No it would be a terrible choice, unless you know the body wont be discovered for weeks etc as the blood would be more coagulated than it should be and certain flora and fauna would have died that shouldn't be dead. Not even getting into blood spatter patterns and how you'd replicate them.

forensics is pretty advanced as they have to determin what DA to record and what to ignor already.
 
How exactly would it do that? Absence of evidence doesn't mean evidence of absence and all that?

Proof you where somewhere else at the time?

backing up an alibi etc etc.

**** reason but certainly valid for such a pointless question.
 
Right up 'till the point where they arrest you because of an error on the system saying it was your DNA at the scene.

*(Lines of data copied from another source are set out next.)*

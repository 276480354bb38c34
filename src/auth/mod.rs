/*!
 * # Caller identity
 *
 * Requests carry an HS256 bearer token whose claims name the caller's id,
 * role and account status. The API trusts the decoded triple; issuing tokens
 * is only exposed for tests and operator tooling.
 */

use crate::entities::{user, AccountStatus, UserRole};
use crate::errors::ServiceError;
use async_trait::async_trait;
use axum::{
    extract::{FromRef, FromRequestParts},
    http::{header, request::Parts},
};
use chrono::{Duration as ChronoDuration, Utc};
use jsonwebtoken::{decode, encode, Algorithm, DecodingKey, EncodingKey, Header, Validation};
use serde::{Deserialize, Serialize};
use std::sync::Arc;
use thiserror::Error;
use tracing::debug;
use uuid::Uuid;

/// Claim structure for JWT tokens
#[derive(Debug, Clone, Serialize, Deserialize)]
pub struct Claims {
    pub sub: String,           // Subject (user ID)
    pub role: UserRole,        // Caller role
    pub status: AccountStatus, // Account status at issue time
    pub email: Option<String>,
    pub iat: i64,
    pub exp: i64,
    pub iss: String,
    pub aud: String,
}

#[derive(Debug, Error)]
pub enum AuthError {
    #[error("Missing bearer token")]
    MissingToken,

    #[error("Invalid token")]
    InvalidToken,

    #[error("Token has expired")]
    TokenExpired,

    #[error("Token creation failed: {0}")]
    TokenCreation(String),
}

impl From<AuthError> for ServiceError {
    fn from(err: AuthError) -> Self {
        match err {
            AuthError::TokenCreation(msg) => ServiceError::InternalError(msg),
            other => ServiceError::Unauthorized(other.to_string()),
        }
    }
}

#[derive(Debug, Clone)]
pub struct AuthConfig {
    pub jwt_secret: String,
    pub issuer: String,
    pub audience: String,
    pub token_ttl: std::time::Duration,
}

impl From<&crate::config::AppConfig> for AuthConfig {
    fn from(cfg: &crate::config::AppConfig) -> Self {
        Self {
            jwt_secret: cfg.jwt_secret.clone(),
            issuer: cfg.auth_issuer.clone(),
            audience: cfg.auth_audience.clone(),
            token_ttl: std::time::Duration::from_secs(cfg.jwt_expiration as u64),
        }
    }
}

/// Encodes and validates bearer tokens.
pub struct AuthService {
    config: AuthConfig,
    encoding_key: EncodingKey,
    decoding_key: DecodingKey,
}

impl AuthService {
    pub fn new(config: AuthConfig) -> Self {
        let encoding_key = EncodingKey::from_secret(config.jwt_secret.as_bytes());
        let decoding_key = DecodingKey::from_secret(config.jwt_secret.as_bytes());
        Self {
            config,
            encoding_key,
            decoding_key,
        }
    }

    /// Issues a token for `user` carrying their current role and status.
    pub fn issue_token(&self, user: &user::Model) -> Result<String, AuthError> {
        let now = Utc::now();
        let ttl = ChronoDuration::from_std(self.config.token_ttl)
            .map_err(|_| AuthError::TokenCreation("Invalid token duration".to_string()))?;

        let claims = Claims {
            sub: user.id.to_string(),
            role: user.role,
            status: user.status,
            email: Some(user.email.clone()),
            iat: now.timestamp(),
            exp: (now + ttl).timestamp(),
            iss: self.config.issuer.clone(),
            aud: self.config.audience.clone(),
        };

        encode(&Header::new(Algorithm::HS256), &claims, &self.encoding_key)
            .map_err(|e| AuthError::TokenCreation(e.to_string()))
    }

    pub fn validate_token(&self, token: &str) -> Result<Claims, AuthError> {
        let mut validation = Validation::new(Algorithm::HS256);
        validation.set_issuer(&[self.config.issuer.as_str()]);
        validation.set_audience(&[self.config.audience.as_str()]);

        decode::<Claims>(token, &self.decoding_key, &validation)
            .map(|data| data.claims)
            .map_err(|e| match e.kind() {
                jsonwebtoken::errors::ErrorKind::ExpiredSignature => AuthError::TokenExpired,
                _ => {
                    debug!(error = %e, "rejected bearer token");
                    AuthError::InvalidToken
                }
            })
    }
}

/// The authenticated identity behind a request.
#[derive(Debug, Clone, PartialEq, Eq)]
pub struct Caller {
    pub id: Uuid,
    pub role: UserRole,
    pub status: AccountStatus,
    pub email: Option<String>,
}

impl Caller {
    pub fn new(id: Uuid, role: UserRole, status: AccountStatus) -> Self {
        Self {
            id,
            role,
            status,
            email: None,
        }
    }

    pub fn is_admin(&self) -> bool {
        self.role == UserRole::Admin
    }

    /// Managers and admins.
    pub fn is_staff(&self) -> bool {
        matches!(self.role, UserRole::Admin | UserRole::Manager)
    }

    pub fn is_active(&self) -> bool {
        self.status == AccountStatus::Approved
    }

    /// Mutations require an approved account.
    pub fn ensure_active(&self) -> Result<(), ServiceError> {
        if self.is_active() {
            Ok(())
        } else {
            Err(ServiceError::Forbidden(format!(
                "Account is {}; only approved accounts can perform this action",
                self.status
            )))
        }
    }

    pub fn require_staff(&self) -> Result<(), ServiceError> {
        if self.is_staff() {
            Ok(())
        } else {
            Err(ServiceError::Forbidden(
                "Manager or admin role required".to_string(),
            ))
        }
    }

    pub fn require_admin(&self) -> Result<(), ServiceError> {
        if self.is_admin() {
            Ok(())
        } else {
            Err(ServiceError::Forbidden("Admin role required".to_string()))
        }
    }

    /// Owners see their own records; staff see everything.
    pub fn can_view(&self, owner_id: Uuid) -> bool {
        self.is_staff() || self.id == owner_id
    }
}

impl From<&user::Model> for Caller {
    fn from(user: &user::Model) -> Self {
        Self {
            id: user.id,
            role: user.role,
            status: user.status,
            email: Some(user.email.clone()),
        }
    }
}

impl TryFrom<Claims> for Caller {
    type Error = AuthError;

    fn try_from(claims: Claims) -> Result<Self, Self::Error> {
        let id = Uuid::parse_str(&claims.sub).map_err(|_| AuthError::InvalidToken)?;
        Ok(Self {
            id,
            role: claims.role,
            status: claims.status,
            email: claims.email,
        })
    }
}

#[async_trait]
impl<S> FromRequestParts<S> for Caller
where
    S: Send + Sync,
    Arc<AuthService>: FromRef<S>,
{
    type Rejection = ServiceError;

    async fn from_request_parts(parts: &mut Parts, state: &S) -> Result<Self, Self::Rejection> {
        let auth = Arc::<AuthService>::from_ref(state);

        let token = parts
            .headers
            .get(header::AUTHORIZATION)
            .and_then(|value| value.to_str().ok())
            .and_then(|value| value.strip_prefix("Bearer "))
            .map(str::trim)
            .filter(|token| !token.is_empty())
            .ok_or(AuthError::MissingToken)?;

        let claims = auth.validate_token(token)?;
        Ok(Caller::try_from(claims)?)
    }
}

#[cfg(test)]
mod tests {
    use super::*;

    fn service() -> AuthService {
        AuthService::new(AuthConfig {
            jwt_secret: "unit-test-secret-that-is-long-enough-for-hs256".into(),
            issuer: "garmentflow-api".into(),
            audience: "garmentflow-clients".into(),
            token_ttl: std::time::Duration::from_secs(600),
        })
    }

    fn user(role: UserRole, status: AccountStatus) -> user::Model {
        let now = Utc::now();
        user::Model {
            id: Uuid::new_v4(),
            name: "Test User".into(),
            email: "test@example.com".into(),
            role,
            status,
            suspend_reason: None,
            suspend_feedback: None,
            created_at: now,
            updated_at: now,
        }
    }

    #[test]
    fn token_round_trips_caller_identity() {
        let auth = service();
        let manager = user(UserRole::Manager, AccountStatus::Approved);
        let token = auth.issue_token(&manager).unwrap();

        let caller = Caller::try_from(auth.validate_token(&token).unwrap()).unwrap();
        assert_eq!(caller.id, manager.id);
        assert_eq!(caller.role, UserRole::Manager);
        assert!(caller.is_staff());
        assert!(caller.is_active());
    }

    #[test]
    fn token_signed_with_other_secret_is_rejected() {
        let other = AuthService::new(AuthConfig {
            jwt_secret: "a-completely-different-secret-value-for-tests".into(),
            issuer: "garmentflow-api".into(),
            audience: "garmentflow-clients".into(),
            token_ttl: std::time::Duration::from_secs(600),
        });
        let token = other
            .issue_token(&user(UserRole::Admin, AccountStatus::Approved))
            .unwrap();

        assert!(matches!(
            service().validate_token(&token),
            Err(AuthError::InvalidToken)
        ));
    }

    #[test]
    fn pending_account_cannot_mutate() {
        let caller = Caller::new(Uuid::new_v4(), UserRole::Manager, AccountStatus::Pending);
        assert!(matches!(
            caller.ensure_active(),
            Err(ServiceError::Forbidden(_))
        ));
    }
}
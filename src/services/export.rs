use crate::{
    auth::Caller,
    db::DbPool,
    entities::{
        order::{self, Entity as Order},
        product::{self, Entity as Product},
        user::{self, Entity as User},
        ProductCategory,
    },
    errors::ServiceError,
    services::orders::OrderFilter,
};
use chrono::{DateTime, Utc};
use csv::{QuoteStyle, Terminator, WriterBuilder};
use rust_decimal::Decimal;
use sea_orm::{ColumnTrait, EntityTrait, QueryFilter, QueryOrder};
use serde::Serialize;
use std::sync::Arc;
use tracing::{info, instrument};
use uuid::Uuid;

pub const ORDERS_CSV_HEADER: &str = "Order ID,Customer,Email,Product,Quantity,Unit Price,Total,Status,Date";
pub const DATA_CONTROLLER: &str = "GarmentFlow";
const MISSING: &str = "N/A";

/// Product creator as it appears in exports.
#[derive(Debug, Clone, Serialize)]
pub struct Creator {
    pub id: Uuid,
    pub name: String,
    pub email: String,
}

/// One product in the JSON export, with its creator inlined.
#[derive(Debug, Clone, Serialize)]
pub struct ProductExport {
    pub id: Uuid,
    pub name: String,
    pub description: String,
    pub category: ProductCategory,
    pub price: Decimal,
    pub available_quantity: i32,
    pub minimum_order_quantity: i32,
    pub images: serde_json::Value,
    pub demo_video_link: Option<String>,
    pub payment_options: serde_json::Value,
    pub show_on_home: bool,
    pub created_by: Creator,
    pub created_at: DateTime<Utc>,
    pub updated_at: DateTime<Utc>,
}

impl ProductExport {
    fn new(product: product::Model, creator: Option<user::Model>) -> Self {
        let created_by = match creator {
            Some(user) => Creator {
                id: user.id,
                name: user.name,
                email: user.email,
            },
            None => Creator {
                id: product.created_by,
                name: MISSING.to_string(),
                email: MISSING.to_string(),
            },
        };
        Self {
            id: product.id,
            name: product.name,
            description: product.description,
            category: product.category,
            price: product.price,
            available_quantity: product.available_quantity,
            minimum_order_quantity: product.minimum_order_quantity,
            images: product.images,
            demo_video_link: product.demo_video_link,
            payment_options: product.payment_options,
            show_on_home: product.show_on_home,
            created_by,
            created_at: product.created_at,
            updated_at: product.updated_at,
        }
    }
}

/// Everything held about one user.
#[derive(Debug, Clone, Serialize)]
pub struct UserDataExport {
    pub user: user::Model,
    pub orders: Vec<order::Model>,
    pub reviews: Vec<serde_json::Value>,
    pub export_date: DateTime<Utc>,
    pub data_controller: String,
}

/// Renders orders, each with its buyer if the account still exists, as CSV.
///
/// Every data cell is quoted; the header is not.
pub fn render_orders_csv(rows: &[(order::Model, Option<user::Model>)]) -> Result<String, ServiceError> {
    let mut writer = WriterBuilder::new()
        .has_headers(false)
        .quote_style(QuoteStyle::Always)
        .terminator(Terminator::Any(b'\n'))
        .from_writer(Vec::new());

    for (order, buyer) in rows {
        writer.write_record([
            order.order_number.clone(),
            buyer.as_ref().map_or_else(|| MISSING.to_string(), |b| b.name.clone()),
            buyer.as_ref().map_or_else(|| MISSING.to_string(), |b| b.email.clone()),
            order.product_title.clone(),
            order.quantity.to_string(),
            format!("{:.2}", order.unit_price),
            format!("{:.2}", order.total_price),
            order.status.to_string(),
            order.created_at.format("%Y-%m-%d").to_string(),
        ])?;
    }

    let body = writer
        .into_inner()
        .map_err(|e| ServiceError::InternalError(format!("CSV buffer flush failed: {}", e)))?;
    let body = String::from_utf8(body)
        .map_err(|e| ServiceError::InternalError(format!("CSV output was not UTF-8: {}", e)))?;

    Ok(format!("{}\n{}", ORDERS_CSV_HEADER, body))
}

/// Read-only exports. Nothing here writes to the store.
#[derive(Clone)]
pub struct ExportService {
    db_pool: Arc<DbPool>,
}

impl ExportService {
    pub fn new(db_pool: Arc<DbPool>) -> Self {
        Self { db_pool }
    }

    #[instrument(skip(self), fields(caller_id = %caller.id))]
    pub async fn orders_csv(&self, caller: &Caller, filter: OrderFilter) -> Result<String, ServiceError> {
        caller.require_staff()?;

        let mut query = Order::find()
            .find_also_related(User)
            .order_by_desc(order::Column::CreatedAt)
            .order_by_desc(order::Column::OrderNumber);
        if let Some(status) = filter.status {
            query = query.filter(order::Column::Status.eq(status));
        }
        if let Some(buyer_id) = filter.buyer_id {
            query = query.filter(order::Column::BuyerId.eq(buyer_id));
        }

        let rows = query.all(&*self.db_pool).await?;
        info!(rows = rows.len(), "Exporting orders as CSV");
        render_orders_csv(&rows)
    }

    pub async fn products_json(&self, caller: &Caller) -> Result<String, ServiceError> {
        caller.require_staff()?;

        let rows = Product::find()
            .find_also_related(User)
            .order_by_desc(product::Column::CreatedAt)
            .order_by_asc(product::Column::Name)
            .all(&*self.db_pool)
            .await?;

        let products: Vec<ProductExport> = rows
            .into_iter()
            .map(|(product, creator)| ProductExport::new(product, creator))
            .collect();

        Ok(serde_json::to_string_pretty(&products)?)
    }

    /// Compliance export of a user's account and orders. Users may export
    /// themselves; admins may export anyone.
    #[instrument(skip(self), fields(caller_id = %caller.id))]
    pub async fn user_data(&self, caller: &Caller, user_id: Uuid) -> Result<UserDataExport, ServiceError> {
        if caller.id != user_id && !caller.is_admin() {
            return Err(ServiceError::Forbidden(
                "You can only export your own data".to_string(),
            ));
        }

        let user = User::find_by_id(user_id)
            .one(&*self.db_pool)
            .await?
            .ok_or_else(|| ServiceError::NotFound("User not found".to_string()))?;

        let orders = Order::find()
            .filter(order::Column::BuyerId.eq(user_id))
            .order_by_asc(order::Column::CreatedAt)
            .all(&*self.db_pool)
            .await?;

        Ok(UserDataExport {
            user,
            orders,
            reviews: Vec::new(),
            export_date: Utc::now(),
            data_controller: DATA_CONTROLLER.to_string(),
        })
    }
}

#[cfg(test)]
mod tests {
    use super::*;
    use crate::entities::{AccountStatus, OrderStatus, PaymentMethod, UserRole};
    use chrono::TimeZone;
    use rust_decimal_macros::dec;

    fn sample_order(buyer_id: Uuid) -> order::Model {
        let created = Utc.with_ymd_and_hms(2025, 3, 14, 9, 30, 0).unwrap();
        order::Model {
            id: Uuid::new_v4(),
            order_number: "ORD-1741944600000-00A1B2".into(),
            buyer_id,
            product_id: Uuid::new_v4(),
            product_title: "Linen Shirt, Slim".into(),
            quantity: 12,
            unit_price: dec!(12.5),
            total_price: dec!(150),
            first_name: "Ada".into(),
            last_name: "Lovelace".into(),
            email: "ada@example.com".into(),
            contact_number: "555-0101".into(),
            delivery_address: "12 St James's Square".into(),
            additional_notes: None,
            status: OrderStatus::QualityCheck,
            payment_method: PaymentMethod::BankTransfer,
            payment_status: "Pending".into(),
            approved_at: None,
            rejected_at: None,
            cancelled_at: None,
            created_at: created,
            updated_at: created,
            version: 4,
        }
    }

    fn sample_user(id: Uuid) -> user::Model {
        let now = Utc::now();
        user::Model {
            id,
            name: "Ada Lovelace".into(),
            email: "ada@example.com".into(),
            role: UserRole::Buyer,
            status: AccountStatus::Approved,
            suspend_reason: None,
            suspend_feedback: None,
            created_at: now,
            updated_at: now,
        }
    }

    #[test]
    fn csv_quotes_every_cell() {
        let buyer_id = Uuid::new_v4();
        let rows = vec![(sample_order(buyer_id), Some(sample_user(buyer_id)))];
        let csv = render_orders_csv(&rows).unwrap();

        let mut lines = csv.lines();
        assert_eq!(lines.next(), Some(ORDERS_CSV_HEADER));
        assert_eq!(
            lines.next(),
            Some(
                "\"ORD-1741944600000-00A1B2\",\"Ada Lovelace\",\"ada@example.com\",\"Linen Shirt, Slim\",\"12\",\"12.50\",\"150.00\",\"Quality Check\",\"2025-03-14\""
            )
        );
        assert_eq!(lines.next(), None);
    }

    #[test]
    fn csv_marks_missing_buyer() {
        let rows = vec![(sample_order(Uuid::new_v4()), None)];
        let csv = render_orders_csv(&rows).unwrap();
        assert!(csv.contains("\"N/A\",\"N/A\""));
    }

    #[test]
    fn empty_export_is_header_only() {
        let csv = render_orders_csv(&[]).unwrap();
        assert_eq!(csv, format!("{}\n", ORDERS_CSV_HEADER));
    }
}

Except they wouldn't arrest you, they would ask you to come in for questioning/provide your whereabouts at the time of the crime, at the very worst ask you to produce a DNA sample which would absolve you completely (actually they may just do that first)

So at most say a day of your time?
 
Do you think it would stay like that if it was rolled out as a national database with everyone on it?



It's already a national database. Now you've got to change the data fields to add information for a DB which already has millions of records. FAR harder than just making it bigger (I don't actually know what the theoretical limit on sample numbers is) surely?


M
 
It's already a national database. Now you've got to change the data fields to add information for a DB which already has millions of records. FAR harder than just making it bigger (I don't actually know what the theoretical limit on sample numbers is) surely?


M

The data conversion would be a bit of a pita to be honest, it would be easier to just add more records. But if you were to go for a full database of all UK citizens then it would make more sense to have all the details in one place rather than having to cross link to the various forces etc. Especially as you would need somebody other than the police to actually gather the samples.

To be honest the data privacy issues are relatively minor compared to the more serious moral change, I really do feel uncomfortable moving towards a situation where records are kept "just in case" someone commits a crime.